Is it really the case that QQuickItem::parent is a different function than QObject::parent and if
"QQuickItem::parent is about placement in the scene." what is QQuickItem::parentItem then?
Regards,
Gunnar Roth
Gesendet: Dienstag, 18. April 2017 um 14:16 Uhr
Von: "Shawn Rutledge" <[email protected]>
An: "[email protected]" <[email protected]>
Betreff: Re: [Interest] Tired of QML
Von: "Shawn Rutledge" <[email protected]>
An: "[email protected]" <[email protected]>
Betreff: Re: [Interest] Tired of QML
> On 15 Apr 2017, at 15:59, Alexander Dyagilev <[email protected]> wrote:
> On 4/15/2017 4:37 PM, Oleg Evseev wrote:
>>
>> parent.header seems to be not accessible as preInfoColumnWidth initializes with 0. :(
>> Firstly, header property is not an item of header, but a component. headerItem property holds the header item created from the header component. Also parent.headerItem.preInfoColumnWidth will not work, cause delegate items will not be direct children of Listview.
>> parent.parent.headerItem.preInfoColumnWidth will work, but better use idListview.headerItem instead this mess of parents.
> Ohhh... That's what I was talking about. A more intuitive API or at least an explicit explanation for newbies in the docs would be appreciated..
“parent” is often not what you think it is… the parent item isn’t the same as what you declared when something like Flickable (and likewise ListView, because it inherits Flickable) creates a contentItem and reparents its “children" to that. Trips up newbies all the time.

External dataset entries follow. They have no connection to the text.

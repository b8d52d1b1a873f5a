//! Functions command implementation
//!
//! Lists the functions an expression can call.

use anyhow::Result;
use audiobee_expr::builtins::BUILTINS;
use audiobee_library::{Arity, LibraryFunction, LIBRARY};
use colored::Colorize;
use serde::Serialize;
use std::process::ExitCode;

/// One callable in JSON output.
#[derive(Debug, Clone, PartialEq, Eq, Serialize)]
pub struct FunctionInfo {
    /// Name used in expressions
    pub name: &'static str,
    /// Fewest accepted arguments
    pub min_args: usize,
    /// Most accepted arguments
    pub max_args: usize,
    /// "builtin" or "library"
    pub kind: &'static str,
}

/// Collects the listed functions, built-ins first when requested.
pub fn collect(include_builtins: bool) -> Vec<FunctionInfo> {
    let info = |kind: &'static str| {
        move |function: &LibraryFunction| FunctionInfo {
            name: function.name,
            min_args: function.arity.min,
            max_args: function.arity.max,
            kind,
        }
    };

    let builtins: &[LibraryFunction] = if include_builtins { BUILTINS } else { &[] };
    builtins
        .iter()
        .map(info("builtin"))
        .chain(LIBRARY.iter().map(info("library")))
        .collect()
}

/// Run the functions command
pub fn run(include_builtins: bool, json_output: bool) -> Result<ExitCode> {
    let functions = collect(include_builtins);

    if json_output {
        println!("{}", serde_json::to_string_pretty(&functions)?);
        return Ok(ExitCode::SUCCESS);
    }

    let width = functions
        .iter()
        .map(|function| function.name.len())
        .max()
        .unwrap_or(0);
    let mut kind = "";
    for function in &functions {
        if function.kind != kind {
            kind = function.kind;
            println!("{}", format!("{}:", kind).cyan().bold());
        }
        let arity = Arity::range(function.min_args, function.max_args).to_string();
        println!(
            "  {:<width$}  {} {}",
            function.name,
            arity.dimmed(),
            "args".dimmed(),
            width = width
        );
    }
    Ok(ExitCode::SUCCESS)
}

#[cfg(test)]
mod tests {
    use super::*;

    #[test]
    fn test_collect_library_only() {
        let functions = collect(false);
        assert_eq!(functions.len(), LIBRARY.len());
        assert!(functions.iter().all(|function| function.kind == "library"));
        assert!(functions.iter().any(|function| function.name == "softSquare"));
    }

    #[test]
    fn test_collect_builtins_first() {
        let functions = collect(true);
        assert_eq!(functions.len(), BUILTINS.len() + LIBRARY.len());
        assert_eq!(functions[0].kind, "builtin");
        assert_eq!(functions.last().map(|function| function.kind), Some("library"));
    }

    #[test]
    fn test_soft_pulse_arity() {
        let pulse = collect(false)
            .into_iter()
            .find(|function| function.name == "softPulse")
            .unwrap();
        assert_eq!((pulse.min_args, pulse.max_args), (1, 3));
    }
}
//! Multi-channel sample buffer.

/// A fixed-size buffer of `f64` samples, one vector per channel.
#[derive(Debug, Clone, PartialEq)]
pub struct AudioBuffer {
    sample_rate: u32,
    length: usize,
    channels: Vec<Vec<f64>>,
}

impl AudioBuffer {
    /// Allocates a silent buffer.
    pub fn new(number_of_channels: usize, length: usize, sample_rate: u32) -> Self {
        Self {
            sample_rate,
            length,
            channels: vec![vec![0.0; length]; number_of_channels],
        }
    }

    /// Number of channels.
    pub fn number_of_channels(&self) -> usize {
        self.channels.len()
    }

    /// Samples per channel.
    pub fn length(&self) -> usize {
        self.length
    }

    /// Sample rate in Hz.
    pub fn sample_rate(&self) -> u32 {
        self.sample_rate
    }

    /// Duration in seconds.
    pub fn duration(&self) -> f64 {
        self.length as f64 / f64::from(self.sample_rate)
    }

    /// Samples of one channel.
    pub fn channel_data(&self, channel: usize) -> Option<&[f64]> {
        self.channels.get(channel).map(Vec::as_slice)
    }

    /// Mutable samples of one channel.
    pub fn channel_data_mut(&mut self, channel: usize) -> Option<&mut [f64]> {
        self.channels.get_mut(channel).map(Vec::as_mut_slice)
    }

    /// All channels in order.
    pub fn channels(&self) -> impl Iterator<Item = &[f64]> {
        self.channels.iter().map(Vec::as_slice)
    }

    /// Swaps in freshly rendered samples for one channel.
    ///
    /// Returns false, leaving the buffer untouched, if the channel does not
    /// exist or `samples` has the wrong length.
    pub(crate) fn replace_channel(&mut self, channel: usize, samples: Vec<f64>) -> bool {
        match self.channels.get_mut(channel) {
            Some(slot) if samples.len() == self.length => {
                *slot = samples;
                true
            }
            _ => false,
        }
    }
}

Just to make it more confusing, a QQuickItem actually has two parents: its QObject parent and its QQuickItem::parentItem. Usually the QObject parent is not exposed in QML. Now if only we could be consistent that the QObject parent is the one that a newbie will expect it to be, and expose it somehow… but needing to have both of them available would also be confusing. Should we call them father and mother, or parent and syntacticParent, or what? If you want to take an Item out of its current context and reparent it somewhere else, you need to set the QQuickItem::parent (by assigning it in _javascript_, for example). So that’s the more useful parent to expose to QML… except for the occasional confusion that it causes when you want to bind to parent properties and don’t understand which item is the parent.
And just in case we aren’t consistent with newbie expectations about the QObject parent either, it will turn out there’s a reason: because the QObject parent is responsible to destroy the children when it is destroyed. That’s why we have both: QObject parent is all about memory management, and QQuickItem::parent is about placement in the scene.
Especially never use parent when working with QtQuick.Dialogs, because the dialog implementation varies across platforms.